Wietske Vonk passed away

05 September 2025
Wietske Vonk
It is with great sorrow that we learned of the passing of Wietske Vonk on September 3, 2025. Wietske has been on our scientific staff since 1980, the year our Institute was established.

She resigned in 2004, almost a quarter century later. In 2001 Radboud University appointed her to a Personal Chair in Psycholinguistics, in recognition of her senior scholarly standing. In that role, she was an important trait-d’union between our Institute and the Faculty of Arts. Our Institute provided her and her PhD students with office space and research facilities.  

Wietske started her scientific career at Groningen University, where she taught the undergraduate statistics classes in psychology and where I met her in 1972, becoming the new chair of experimental psychology. Together with her husband Leo Noordman, she spent a year at Berkeley, working with Dan Slobin and with Herb and Eve Clark at Stanford. There she laid the foundation for her cum laude dissertation, Retrieval from Semantic Memory, which Springer published as a monograph in 1979. 

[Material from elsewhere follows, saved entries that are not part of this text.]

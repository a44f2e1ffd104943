// Copyright 2017 Matthew Plant. This file is part of Kine2D.
//
// Kine2D is free software: you can redistribute it and/or modify
// it under the terms of the GNU Lesser General Public License as published by
// the Free Software Foundation, either version 3 of the License, or
// (at your option) any later version.
//
// Kine2D is distributed in the hope that it will be useful,
// but WITHOUT ANY WARRANTY; without even the implied warranty of
// MERCHANTABILITY or FITNESS FOR A PARTICULAR PURPOSE.  See the
// GNU Lesser General Public License for more details.
//
// You should have received a copy of the GNU Lesser General Public License
// along with Kine2D. If not, see <http://www.gnu.org/licenses/>.

use cgmath::{ElementWise, Vector2, Zero};
use serde::{Deserialize, Serialize};
use smallvec::SmallVec;
use tracing::trace;

use crate::collision::*;
use crate::geom::*;
use crate::pool::{BodyHandle, Pool, ShapeHandle};
use crate::registry::Registry;
use crate::shape::CollisionShape;

/// A type that describes parameters used when resolving kinematic bodies.
pub trait KinematicConfig {
    /// Number of fractional advances a body's velocity is split into per tick.
    const SUB_STEPS: usize;
    /// Decimal places velocity is rounded to at the end of a tick.
    const VELOCITY_PRECISION: i32;
    /// Decimal places edges are rounded to when deriving contact flags.
    const CONTACT_PRECISION: i32;
}

/// The suggested set of parameters to use when resolving kinematic bodies.
pub struct DefaultKinematicConfig {}

impl KinematicConfig for DefaultKinematicConfig {
    const SUB_STEPS: usize = 8;
    const VELOCITY_PRECISION: i32 = 4;
    const CONTACT_PRECISION: i32 = 3;
}

/// Which sides of a kinematic body touched something during the last tick.
#[derive(Copy, Clone, Debug, Default, PartialEq, Eq, Serialize, Deserialize)]
pub struct Contacts {
    pub on_floor: bool,
    pub on_ceiling: bool,
    pub on_left_wall: bool,
    pub on_right_wall: bool,
}

impl Contacts {
    pub fn on_wall(&self) -> bool {
        self.on_left_wall || self.on_right_wall
    }

    pub fn any(&self) -> bool {
        self.on_floor || self.on_ceiling || self.on_wall()
    }

    /// Sets the flag for every edge of mover that coincides with the opposite
    /// edge of collider and shares a segment with it. Rectangles meeting only
    /// at a corner set nothing. Flags are only ever set, never cleared.
    pub(crate) fn record(&mut self, mover: &Rect, collider: &Rect, decimals: i32) {
        let r = |n: f32| round_to(n, decimals);
        let (ml, mr, mt, mb) = (
            r(mover.left()),
            r(mover.right()),
            r(mover.top()),
            r(mover.bottom()),
        );
        let (cl, cr, ct, cb) = (
            r(collider.left()),
            r(collider.right()),
            r(collider.top()),
            r(collider.bottom()),
        );
        let across_x = ml < cr && mr > cl;
        let across_y = mt < cb && mb > ct;
        self.on_floor |= across_x && mb == ct;
        self.on_ceiling |= across_x && mt == cb;
        self.on_left_wall |= across_y && ml == cr;
        self.on_right_wall |= across_y && mr == cl;
    }
}

/// Motion state of a kinematic body.
#[derive(Copy, Clone, Debug, PartialEq, Serialize, Deserialize)]
pub struct Kinematic {
    /// Displacement per tick in the body's parent space.
    pub velocity: Vector2<f32>,
    /// Per axis coefficient applied to a velocity component that is
    /// resolved. Zero stops the body, one reflects it entirely.
    pub bounceback: Vector2<f32>,
    pub contacts: Contacts,
}

impl Kinematic {
    pub fn new(velocity: Vector2<f32>) -> Self {
        Kinematic {
            velocity,
            bounceback: Vector2::zero(),
            contacts: Contacts::default(),
        }
    }

    fn bounce_x(&mut self) {
        self.velocity.x = -self.velocity.x * self.bounceback.x;
    }

    fn bounce_y(&mut self) {
        self.velocity.y = -self.velocity.y * self.bounceback.y;
    }
}

impl Default for Kinematic {
    fn default() -> Self {
        Kinematic::new(Vector2::zero())
    }
}

/// The role a body plays in the simulation.
#[derive(Copy, Clone, Debug, PartialEq)]
pub enum BodyKind {
    /// Collides with kinematic bodies but is never moved.
    Static,
    /// Moves under its velocity and is pushed out of static and kinematic
    /// bodies.
    Kinematic(Kinematic),
    /// Reports overlaps without being collided against.
    Sensor,
}

/// An object in the world that owns collision shapes.
#[derive(Clone, Debug)]
pub struct Body {
    pub kind: BodyKind,
    /// Local transform of the body relative to its parent.
    pub transform: Transform,
    pub(crate) parent: Transform,
    pub(crate) attached: bool,
    pub(crate) shapes: SmallVec<[ShapeHandle; 4]>,
}

impl Body {
    pub fn new(kind: BodyKind, transform: Transform) -> Self {
        Body {
            kind,
            transform,
            parent: Transform::identity(),
            attached: false,
            shapes: SmallVec::new(),
        }
    }

    pub fn new_static(position: Vector2<f32>) -> Self {
        Body::new(BodyKind::Static, Transform::from_position(position))
    }

    pub fn new_kinematic(position: Vector2<f32>, velocity: Vector2<f32>) -> Self {
        Body::new(
            BodyKind::Kinematic(Kinematic::new(velocity)),
            Transform::from_position(position),
        )
    }

    pub fn new_sensor(position: Vector2<f32>) -> Self {
        Body::new(BodyKind::Sensor, Transform::from_position(position))
    }

    pub fn is_attached(&self) -> bool {
        self.attached
    }

    pub fn is_sensor(&self) -> bool {
        self.kind == BodyKind::Sensor
    }

    pub fn kinematic(&self) -> Option<&Kinematic> {
        match self.kind {
            BodyKind::Kinematic(ref k) => Some(k),
            _ => None,
        }
    }

    pub fn kinematic_mut(&mut self) -> Option<&mut Kinematic> {
        match self.kind {
            BodyKind::Kinematic(ref mut k) => Some(k),
            _ => None,
        }
    }

    /// Shapes currently owned by this body, in attachment order.
    pub fn shapes(&self) -> &[ShapeHandle] {
        &self.shapes
    }

    /// The transform inherited from the scene graph.
    pub fn parent_transform(&self) -> Transform {
        self.parent
    }

    pub fn global_transform(&self) -> Transform {
        self.parent.then(&self.transform)
    }
}

/// Advances a single kinematic body through one tick.
///
/// The body's velocity is split into `C::SUB_STEPS` advances. After every
/// advance each of the body's shapes is tested against every registered shape
/// belonging to another non-sensor body and pushed out of any overlap.
pub(crate) fn resolve_body<C: KinematicConfig>(
    bodies: &mut Pool<Body>,
    shapes: &Pool<CollisionShape>,
    registry: &Registry,
    handle: BodyHandle,
) {
    let (mut transform, parent, mut kinematic, own_shapes) = match bodies.get(handle.0) {
        Some(body) => match body.kind {
            BodyKind::Kinematic(k) => (body.transform, body.parent, k, body.shapes.clone()),
            _ => return,
        },
        None => return,
    };

    kinematic.contacts = Contacts::default();

    if !kinematic.velocity.is_zero() {
        let movers: SmallVec<[&CollisionShape; 4]> =
            own_shapes.iter().filter_map(|s| shapes.get(s.0)).collect();
        let steps = C::SUB_STEPS.max(1);
        for _ in 0..steps {
            transform.position +=
                kinematic.velocity.div_element_wise(parent.scale) / steps as f32;

            for (collider, collider_transform) in colliders(bodies, shapes, registry, handle) {
                for &mover in movers.iter() {
                    let mut pair = Pair {
                        mover,
                        collider,
                        collider_transform: &collider_transform,
                        parent: &parent,
                        transform: &mut transform,
                        kinematic: &mut kinematic,
                    };
                    if mover.is_box() && collider.is_box() {
                        pair.resolve_boxes();
                    } else {
                        pair.resolve_polygons();
                    }
                }
            }

            // Contacts are read once every pair has been resolved.
            let global = parent.then(&transform);
            for (collider, collider_transform) in colliders(bodies, shapes, registry, handle) {
                let c = collider.bounding_box(&collider_transform);
                for &mover in movers.iter() {
                    let m = mover.bounding_box(&global);
                    if rects_collide(&m, &c, true) {
                        kinematic.contacts.record(&m, &c, C::CONTACT_PRECISION);
                    }
                }
            }

            if kinematic.velocity.is_zero() {
                break;
            }
        }
    }

    kinematic.velocity.x = round_to(kinematic.velocity.x, C::VELOCITY_PRECISION);
    kinematic.velocity.y = round_to(kinematic.velocity.y, C::VELOCITY_PRECISION);

    if let Some(body) = bodies.get_mut(handle.0) {
        body.transform = transform;
        body.kind = BodyKind::Kinematic(kinematic);
    }
}

/// Registered shapes a body collides against along with their owners' global
/// transforms. Shapes of the body itself and of sensors are skipped.
fn colliders<'a>(
    bodies: &'a Pool<Body>,
    shapes: &'a Pool<CollisionShape>,
    registry: &'a Registry,
    handle: BodyHandle,
) -> impl Iterator<Item = (&'a CollisionShape, Transform)> + 'a {
    registry.iter().filter_map(move |s| {
        let collider = shapes.get(s.0)?;
        let owner = collider.owner.filter(|&owner| owner != handle)?;
        let body = bodies.get(owner.0).filter(|body| !body.is_sensor())?;
        Some((collider, body.global_transform()))
    })
}

/// A mover shape being resolved against a single collider shape.
struct Pair<'a> {
    mover: &'a CollisionShape,
    collider: &'a CollisionShape,
    collider_transform: &'a Transform,
    parent: &'a Transform,
    transform: &'a mut Transform,
    kinematic: &'a mut Kinematic,
}

impl<'a> Pair<'a> {
    fn mover_global(&self) -> Transform {
        self.parent.then(&*self.transform)
    }

    fn mover_rect(&self) -> Rect {
        self.mover.bounding_box(&self.mover_global())
    }

    fn collider_rect(&self) -> Rect {
        self.collider.bounding_box(self.collider_transform)
    }

    fn window_x(&self, m: &Rect, c: &Rect) -> f32 {
        difference_window(m.left(), m.right(), c.left(), c.right(), self.parent.scale.x)
    }

    fn window_y(&self, m: &Rect, c: &Rect) -> f32 {
        difference_window(m.top(), m.bottom(), c.top(), c.bottom(), self.parent.scale.y)
    }

    fn still_overlapping(&self, c: &Rect) -> bool {
        rects_collide(&self.mover_rect().inset(RESOLUTION_EPSILON), c, false)
    }

    fn resolve_x(&mut self, c: &Rect) {
        let window = self.window_x(&self.mover_rect(), c);
        self.transform.position.x += window;
        self.kinematic.bounce_x();
        trace!(axis = "x", offset = window, "resolved box contact");
    }

    fn resolve_y(&mut self, c: &Rect) {
        let window = self.window_y(&self.mover_rect(), c);
        self.transform.position.y += window;
        self.kinematic.bounce_y();
        trace!(axis = "y", offset = window, "resolved box contact");
    }

    /// Axis aligned path: the axis with the smaller penetration is resolved
    /// first, the other only if the boxes still overlap afterwards. Equal
    /// penetrations resolve along x.
    fn resolve_boxes(&mut self) {
        let c = self.collider_rect();
        if self.still_overlapping(&c) {
            let m = self.mover_rect();
            let (wx, wy) = (self.window_x(&m, &c), self.window_y(&m, &c));
            if wy.abs() < wx.abs() {
                self.resolve_y(&c);
                if self.still_overlapping(&c) {
                    self.resolve_x(&c);
                }
            } else {
                self.resolve_x(&c);
                if self.still_overlapping(&c) {
                    self.resolve_y(&c);
                }
            }
        }
    }

    /// General path through the separating axis test. The velocity component
    /// matching the dominant axis of the correction is resolved.
    fn resolve_polygons(&mut self) {
        let mover = self.mover.global_vertices(&self.mover_global());
        let collider = self.collider.global_vertices(self.collider_transform);
        if let Some(resolution) = resolution_for(&mover, &collider) {
            let offset = resolution.div_element_wise(self.parent.scale);
            self.transform.position += offset;
            if resolution.x.abs() > resolution.y.abs() {
                self.kinematic.bounce_x();
            } else {
                self.kinematic.bounce_y();
            }
            trace!(x = offset.x, y = offset.y, "resolved polygon contact");
        }
    }
}
use rust_decimal::Decimal;
use rust_decimal::MathematicalOps;
use rust_decimal_macros::dec;
use serde::{Deserialize, Serialize};
use std::time::Instant;

use crate::error::PropertyFinanceError;
use crate::types::{require_non_negative, require_positive, with_metadata, ComputationOutput, Money, Rate};
use crate::PropertyFinanceResult;

/// Periodic rates below this are treated as interest-free.
const ZERO_RATE_EPSILON: Decimal = dec!(0.0000000001);

const MONTHS_PER_YEAR: u32 = 12;

fn default_schedule_periods() -> Option<u32> {
    Some(12)
}

// ---------------------------------------------------------------------------
// Types
// ---------------------------------------------------------------------------

/// Fixed-rate, fully amortising loan with monthly payments.
#[derive(Debug, Clone, PartialEq, Serialize, Deserialize)]
pub struct LoanTerms {
    /// Amount borrowed
    pub principal: Money,
    /// Nominal annual interest rate (e.g. 0.05 = 5%)
    pub annual_rate: Rate,
    /// Loan term in years
    pub term_years: u32,
}

impl LoanTerms {
    /// Validated loan terms.
    pub fn new(principal: Money, annual_rate: Rate, term_years: u32) -> PropertyFinanceResult<Self> {
        let terms = LoanTerms {
            principal,
            annual_rate,
            term_years,
        };
        terms.validate()?;
        Ok(terms)
    }

    pub fn validate(&self) -> PropertyFinanceResult<()> {
        require_positive("principal", self.principal)?;
        require_non_negative("annual_rate", self.annual_rate)?;
        if self.term_years == 0 {
            return Err(PropertyFinanceError::invalid(
                "term_years",
                "Loan term must be at least 1 year",
            ));
        }
        Ok(())
    }

    /// Monthly rate = annual / 12
    pub fn periodic_rate(&self) -> Rate {
        self.annual_rate / Decimal::from(MONTHS_PER_YEAR)
    }

    /// Number of monthly payments = years * 12
    pub fn num_payments(&self) -> u32 {
        self.term_years * MONTHS_PER_YEAR
    }

    pub fn payment(&self) -> PropertyFinanceResult<Money> {
        compute_payment(self.principal, self.periodic_rate(), self.num_payments())
    }
}

/// One row of an amortisation schedule.
#[derive(Debug, Clone, PartialEq, Serialize, Deserialize)]
pub struct AmortizationEntry {
    /// 1-based payment number
    pub period: u32,
    pub payment: Money,
    pub interest: Money,
    pub principal: Money,
    /// Balance outstanding after this payment
    pub balance: Money,
}

/// Input for the mortgage calculator.
#[derive(Debug, Clone, Serialize, Deserialize)]
pub struct MortgageInput {
    pub principal: Money,
    pub annual_rate: Rate,
    pub term_years: u32,
    /// Number of schedule rows to emit (`null` = full term). Totals always
    /// cover the full term.
    #[serde(default = "default_schedule_periods")]
    pub schedule_periods: Option<u32>,
}

/// Mortgage calculator output.
#[derive(Debug, Clone, Serialize, Deserialize)]
pub struct MortgageOutput {
    pub monthly_payment: Money,
    pub num_payments: u32,
    pub total_payments: Money,
    pub total_interest: Money,
    pub total_principal: Money,
    /// Balance left after the final payment (≈0)
    pub final_balance: Money,
    pub amortization_schedule: Vec<AmortizationEntry>,
}

// ---------------------------------------------------------------------------
// Public API
// ---------------------------------------------------------------------------

/// Level payment for a loan: `P * r(1+r)^n / ((1+r)^n - 1)`.
///
/// A periodic rate within 1e-10 of zero falls back to straight-line
/// repayment `P / n`.
pub fn compute_payment(
    principal: Money,
    periodic_rate: Rate,
    num_periods: u32,
) -> PropertyFinanceResult<Money> {
    validate_loan_inputs(principal, periodic_rate, num_periods)?;

    if periodic_rate.abs() < ZERO_RATE_EPSILON {
        return Ok(principal / Decimal::from(num_periods));
    }

    let compound = (Decimal::ONE + periodic_rate)
        .checked_powi(num_periods as i64)
        .ok_or_else(|| PropertyFinanceError::NumericOverflow {
            context: "(1 + r)^n in loan payment".into(),
        })?;

    let numerator = principal * periodic_rate * compound;
    let denominator = compound - Decimal::ONE;

    if denominator.is_zero() {
        return Err(PropertyFinanceError::DivisionByZero {
            context: "mortgage payment denominator".into(),
        });
    }

    Ok(numerator / denominator)
}

/// Period-by-period split of each payment into interest and principal.
pub fn build_schedule(
    principal: Money,
    periodic_rate: Rate,
    payment: Money,
    num_periods: u32,
) -> PropertyFinanceResult<Vec<AmortizationEntry>> {
    validate_loan_inputs(principal, periodic_rate, num_periods)?;

    let mut schedule = Vec::with_capacity(num_periods as usize);
    let mut balance = principal;

    for period in 1..=num_periods {
        let interest = balance * periodic_rate;
        let principal_paid = payment - interest;
        balance -= principal_paid;
        schedule.push(AmortizationEntry {
            period,
            payment,
            interest,
            principal: principal_paid,
            balance,
        });
    }

    Ok(schedule)
}

/// Outstanding balance after `payments_made` level payments.
pub fn remaining_balance(terms: &LoanTerms, payments_made: u32) -> PropertyFinanceResult<Money> {
    terms.validate()?;
    let n = terms.num_payments();
    if payments_made >= n {
        return Ok(Decimal::ZERO);
    }

    let rate = terms.periodic_rate();
    let payment = terms.payment()?;
    let mut balance = terms.principal;
    for _ in 0..payments_made {
        balance -= payment - balance * rate;
    }
    Ok(balance)
}

/// Mortgage calculator: payment, full-term totals and a (capped) schedule.
pub fn analyze_mortgage(
    input: &MortgageInput,
) -> PropertyFinanceResult<ComputationOutput<MortgageOutput>> {
    let start = Instant::now();
    let mut warnings: Vec<String> = Vec::new();

    let terms = LoanTerms::new(input.principal, input.annual_rate, input.term_years)?;
    let rate = terms.periodic_rate();
    let n = terms.num_payments();
    let monthly_payment = terms.payment()?;

    let full_schedule = build_schedule(terms.principal, rate, monthly_payment, n)?;

    let total_interest: Money = full_schedule.iter().map(|e| e.interest).sum();
    let total_principal: Money = full_schedule.iter().map(|e| e.principal).sum();
    let total_payments = monthly_payment * Decimal::from(n);
    let final_balance = full_schedule
        .last()
        .map(|e| e.balance)
        .unwrap_or(terms.principal);

    if input.annual_rate.is_zero() {
        warnings.push("Interest-free loan — straight-line repayment".into());
    }
    if input.annual_rate > dec!(0.15) {
        warnings.push(format!(
            "Annual rate {:.2}% exceeds 15% — verify loan terms",
            input.annual_rate * dec!(100)
        ));
    }

    let amortization_schedule = match input.schedule_periods {
        Some(cap) => full_schedule.into_iter().take(cap as usize).collect(),
        None => full_schedule,
    };

    let output = MortgageOutput {
        monthly_payment,
        num_payments: n,
        total_payments,
        total_interest,
        total_principal,
        final_balance,
        amortization_schedule,
    };

    let elapsed = start.elapsed().as_micros() as u64;

    Ok(with_metadata(
        "Fixed-Rate Mortgage Amortization (level monthly payment)",
        input,
        warnings,
        elapsed,
        output,
    ))
}

// ---------------------------------------------------------------------------
// Validation
// ---------------------------------------------------------------------------

fn validate_loan_inputs(
    principal: Money,
    periodic_rate: Rate,
    num_periods: u32,
) -> PropertyFinanceResult<()> {
    require_positive("principal", principal)?;
    if periodic_rate < Decimal::ZERO {
        return Err(PropertyFinanceError::invalid(
            "periodic_rate",
            "Interest rate must not be negative",
        ));
    }
    if num_periods == 0 {
        return Err(PropertyFinanceError::invalid(
            "num_periods",
            "Number of periods must be > 0",
        ));
    }
    Ok(())
}

// ---------------------------------------------------------------------------
// Tests
// ---------------------------------------------------------------------------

Vonk’s research in our Institute nicely complemented the then dominant focus on lexical processing in speech comprehension and production. Wietske’s focus was on sentence and discourse processing in both speech comprehension and reading. How are subject and object relative clauses processed, especially causal ones, and what is the effect of animateness of protagonists? What is the mechanism of pronoun resolution in sentence comprehension? How do temporal adverbials and prosody function as segmentation markers? These issues and many more were addressed with the fabulous experimental skill which was Wietske’s trademark. 

The quality of education was another deep concern for Wietske. This applied not only to her own crystal-clear teaching, but also to the organization of courses in the interdisciplinary field of language, cognition, and neuroscience. She took, for instance, the initiative to create an interdisciplinary research master in cognitive neuroscience, an important development at Radboud University.

Wietske’s matter-of-fact approach to whatever she did, her thorough, dedicated supervision of students, combined with warmth, humor and empathy, made her a beloved colleague and a role model for her staff and students. 

Our heartfelt condolences go out to her husband Leo and their children.